Soyez parfaits comme votre Père

Jeudi 23 février 2017, par Service Communication // Le mot de notre curé

Fais davantage, nous demande l’Evangile de dimanche dernier : non seulement mille pas obligatoires mais deux mille pas volontairement consentis avec celui qui t’a forcé à marcher.

Mais pourquoi le Christ nous demande de tendre l’autre joue à celui qui nous a giflés sur une joue ? Aurions-nous tant à réparer, à se faire pardonner ?
Pourquoi s’éloigne-t-il de la loi du talion : « œil pour œil dent pour dent » ou de cette pratique qui veut que l’on aime ses amis et que l’on n’aime pas ses ennemis ?

En nous indiquant d’aimer tous les hommes, amis ou ennemis, Jésus rentre en fait en belle résonnance avec un désir largement répandu d’une vie meilleure : imaginons quelques instants ce que serait notre vie, celle de nos familles ou communautés, et celle du monde si nous ne ripostions pas au méchant, si, très simplement, nous nous conformions au précepte de la bible : « Tu ne te vengeras pas ».

Dieu lui-même n’envoie-t-il pas ses bienfaits à tous, bons ou méchants ?
Du reste, en ce qui nous concerne, nous n’avons même pas à nous prévaloir de ce que nous pouvons avoir fait de bien.
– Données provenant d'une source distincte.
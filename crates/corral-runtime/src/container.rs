//! Containers: owned process groups with simulated resource counters.
//!
//! Each container has a single lock guarding its processes, counters and
//! task handles. Actions never run under that lock; the supervising task
//! only re-acquires it to record the final transition.

use std::fmt;
use std::sync::Arc;

use corral_common::constants::CPU_LOAD_CEILING;
use corral_common::error::{CorralError, Result};
use corral_common::types::{ContainerId, ProcessState};
use parking_lot::Mutex;
use tokio::task::JoinHandle;

use crate::monitor::ContainerSnapshot;
use crate::observe::{Observation, Observer};
use crate::process::{Process, ProcessContext, ProcessExit, ProcessInfo, Runnable};

struct Shared {
    memory_mb: u64,
    cpu_load: f64,
    processes: Vec<Process>,
    tasks: Vec<JoinHandle<ProcessExit>>,
}

/// A named group of processes.
pub struct Container {
    id: ContainerId,
    name: String,
    shared: Arc<Mutex<Shared>>,
    observer: Arc<dyn Observer>,
}

impl Container {
    /// Creates an empty container with zero CPU load.
    #[must_use]
    pub fn new(
        id: ContainerId,
        name: impl Into<String>,
        memory_mb: u64,
        observer: Arc<dyn Observer>,
    ) -> Self {
        Self {
            id,
            name: name.into(),
            shared: Arc::new(Mutex::new(Shared {
                memory_mb,
                cpu_load: 0.0,
                processes: Vec::new(),
                tasks: Vec::new(),
            })),
            observer,
        }
    }

    /// Unique identifier.
    #[must_use]
    pub const fn id(&self) -> &ContainerId {
        &self.id
    }

    /// Human-readable name.
    #[must_use]
    pub fn name(&self) -> &str {
        &self.name
    }

    /// Simulated memory in megabytes.
    #[must_use]
    pub fn memory_mb(&self) -> u64 {
        self.shared.lock().memory_mb
    }

    /// Simulated CPU load percentage.
    #[must_use]
    pub fn cpu_load(&self) -> f64 {
        self.shared.lock().cpu_load
    }

    /// Appends a process, forcing it into the `Running` state.
    ///
    /// # Errors
    ///
    /// Returns [`CorralError::DuplicateProcess`] if a process with the
    /// same name already belongs to this container.
    pub fn add_process(&self, mut process: Process) -> Result<()> {
        let mut shared = self.shared.lock();
        if shared.processes.iter().any(|p| p.name() == process.name()) {
            return Err(CorralError::DuplicateProcess {
                container: self.id.clone(),
                name: process.name().to_string(),
            });
        }
        process.adopt();
        tracing::debug!(container = %self.id, process = %process.name(), "process added");
        shared.processes.push(process);
        Ok(())
    }

    /// Dispatches every running, not yet dispatched process onto its own
    /// task and returns immediately.
    ///
    /// Returns the number of processes dispatched.
    ///
    /// # Panics
    ///
    /// Panics if called outside of a Tokio runtime, since each dispatch
    /// uses [`tokio::spawn`].
    pub fn start_processes(&self) -> usize {
        let mut shared = self.shared.lock();
        let mut spawned = Vec::new();
        for (index, process) in shared.processes.iter_mut().enumerate() {
            if let Some((action, ctx)) = process.dispatch(&self.observer) {
                tracing::debug!(container = %self.id, process = %process.name(), "dispatching");
                spawned.push(self.supervise(index, action, ctx));
            }
        }
        let count = spawned.len();
        shared.tasks.extend(spawned);
        count
    }

    /// Moves every running process to `Stopped` and raises its stop
    /// signal. Actions already executing are not aborted.
    ///
    /// Returns the number of processes stopped.
    pub fn stop_processes(&self) -> usize {
        let mut shared = self.shared.lock();
        let stopped = shared
            .processes
            .iter_mut()
            .map(Process::stop)
            .filter(|stopped| *stopped)
            .count();
        tracing::debug!(container = %self.id, stopped, "processes stopped");
        stopped
    }

    /// Waits for every dispatched task and reports how each ended.
    ///
    /// Handles are consumed: a second call only reports processes
    /// dispatched in between.
    pub async fn join(&self) -> Vec<ProcessExit> {
        let tasks = std::mem::take(&mut self.shared.lock().tasks);
        let mut exits = Vec::with_capacity(tasks.len());
        for task in tasks {
            match task.await {
                Ok(exit) => exits.push(exit),
                Err(e) => tracing::warn!(container = %self.id, error = %e, "supervisor task lost"),
            }
        }
        exits
    }

    /// Number of processes currently in the `Running` state.
    #[must_use]
    pub fn running_count(&self) -> usize {
        self.shared
            .lock()
            .processes
            .iter()
            .filter(|p| p.state() == ProcessState::Running)
            .count()
    }

    /// Snapshots every process, in insertion order.
    #[must_use]
    pub fn processes(&self) -> Vec<ProcessInfo> {
        self.shared.lock().processes.iter().map(Process::info).collect()
    }

    /// Returns the state of the named process.
    #[must_use]
    pub fn process_state(&self, name: &str) -> Option<ProcessState> {
        self.shared
            .lock()
            .processes
            .iter()
            .find(|p| p.name() == name)
            .map(Process::state)
    }

    /// Takes a consistent snapshot of the counters.
    #[must_use]
    pub fn snapshot(&self) -> ContainerSnapshot {
        let shared = self.shared.lock();
        ContainerSnapshot {
            id: self.id.clone(),
            name: self.name.clone(),
            memory_mb: shared.memory_mb,
            cpu_load: shared.cpu_load,
            running: shared
                .processes
                .iter()
                .filter(|p| p.state() == ProcessState::Running)
                .count(),
        }
    }

    /// Overwrites the simulated CPU load, clamped to `0..=100`.
    pub fn set_cpu_load(&self, load: f64) {
        self.shared.lock().cpu_load = load.clamp(0.0, CPU_LOAD_CEILING);
    }

    /// Shifts the simulated memory by `delta_mb`, saturating at zero.
    /// Returns the new value.
    pub fn adjust_memory(&self, delta_mb: i64) -> u64 {
        let mut shared = self.shared.lock();
        shared.memory_mb = shared.memory_mb.saturating_add_signed(delta_mb);
        shared.memory_mb
    }

    fn supervise(
        &self,
        index: usize,
        action: Arc<dyn Runnable>,
        ctx: ProcessContext,
    ) -> JoinHandle<ProcessExit> {
        let shared = Arc::clone(&self.shared);
        let observer = Arc::clone(&self.observer);
        let container = self.id.clone();
        let name = ctx.name().to_string();

        tokio::spawn(async move {
            let task = tokio::spawn(async move { action.execute(ctx).await });
            let (next, failure) = match task.await {
                Ok(Ok(())) => (ProcessState::Completed, None),
                Ok(Err(CorralError::ActionFailed { message, .. })) => {
                    (ProcessState::Failed, Some(message))
                }
                Ok(Err(e)) => (ProcessState::Failed, Some(e.to_string())),
                Err(e) if e.is_panic() => (ProcessState::Failed, Some("action panicked".into())),
                Err(e) => (ProcessState::Failed, Some(e.to_string())),
            };

            let state = {
                let mut shared = shared.lock();
                shared.processes.get_mut(index).map(|p| {
                    let _ = p.transition(next);
                    p.state()
                })
            };
            let state = state.unwrap_or(next);

            if let Some(reason) = failure {
                tracing::warn!(%container, process = %name, %reason, %state, "action failed");
                if state == ProcessState::Failed {
                    observer.emit(&Observation::ProcessFailed {
                        name: name.clone(),
                        reason,
                    });
                }
            } else {
                tracing::debug!(%container, process = %name, %state, "action finished");
            }

            ProcessExit { name, state }
        })
    }
}

impl fmt::Debug for Container {
    fn fmt(&self, f: &mut fmt::Formatter<'_>) -> fmt::Result {
        let shared = self.shared.lock();
        f.debug_struct("Container")
            .field("id", &self.id)
            .field("name", &self.name)
            .field("memory_mb", &shared.memory_mb)
            .field("cpu_load", &shared.cpu_load)
            .field("processes", &shared.processes)
            .finish_non_exhaustive()
    }
}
Les chrétiens ont à se rappeler qu’ils ne peuvent pas mettre leur fierté dans une autosatisfaction de quelque nature que ce soit, puisqu’ils sont au Christ et que le Christ est à Dieu. Donner sa confiance au Christ, même si nous sommes malmenés, est la seule force qui conduise chacun à aimer au-delà de lui-même.

Grâce à cette attitude de confiance, nous sommes aussi parfaits que le Père. Nous devenons Fils, participant de la nature divine, dans la mesure où l’on fait les mêmes actions que le Père, qui octroie le soleil et la pluie à tous les hommes, gratuitement et sans distinction.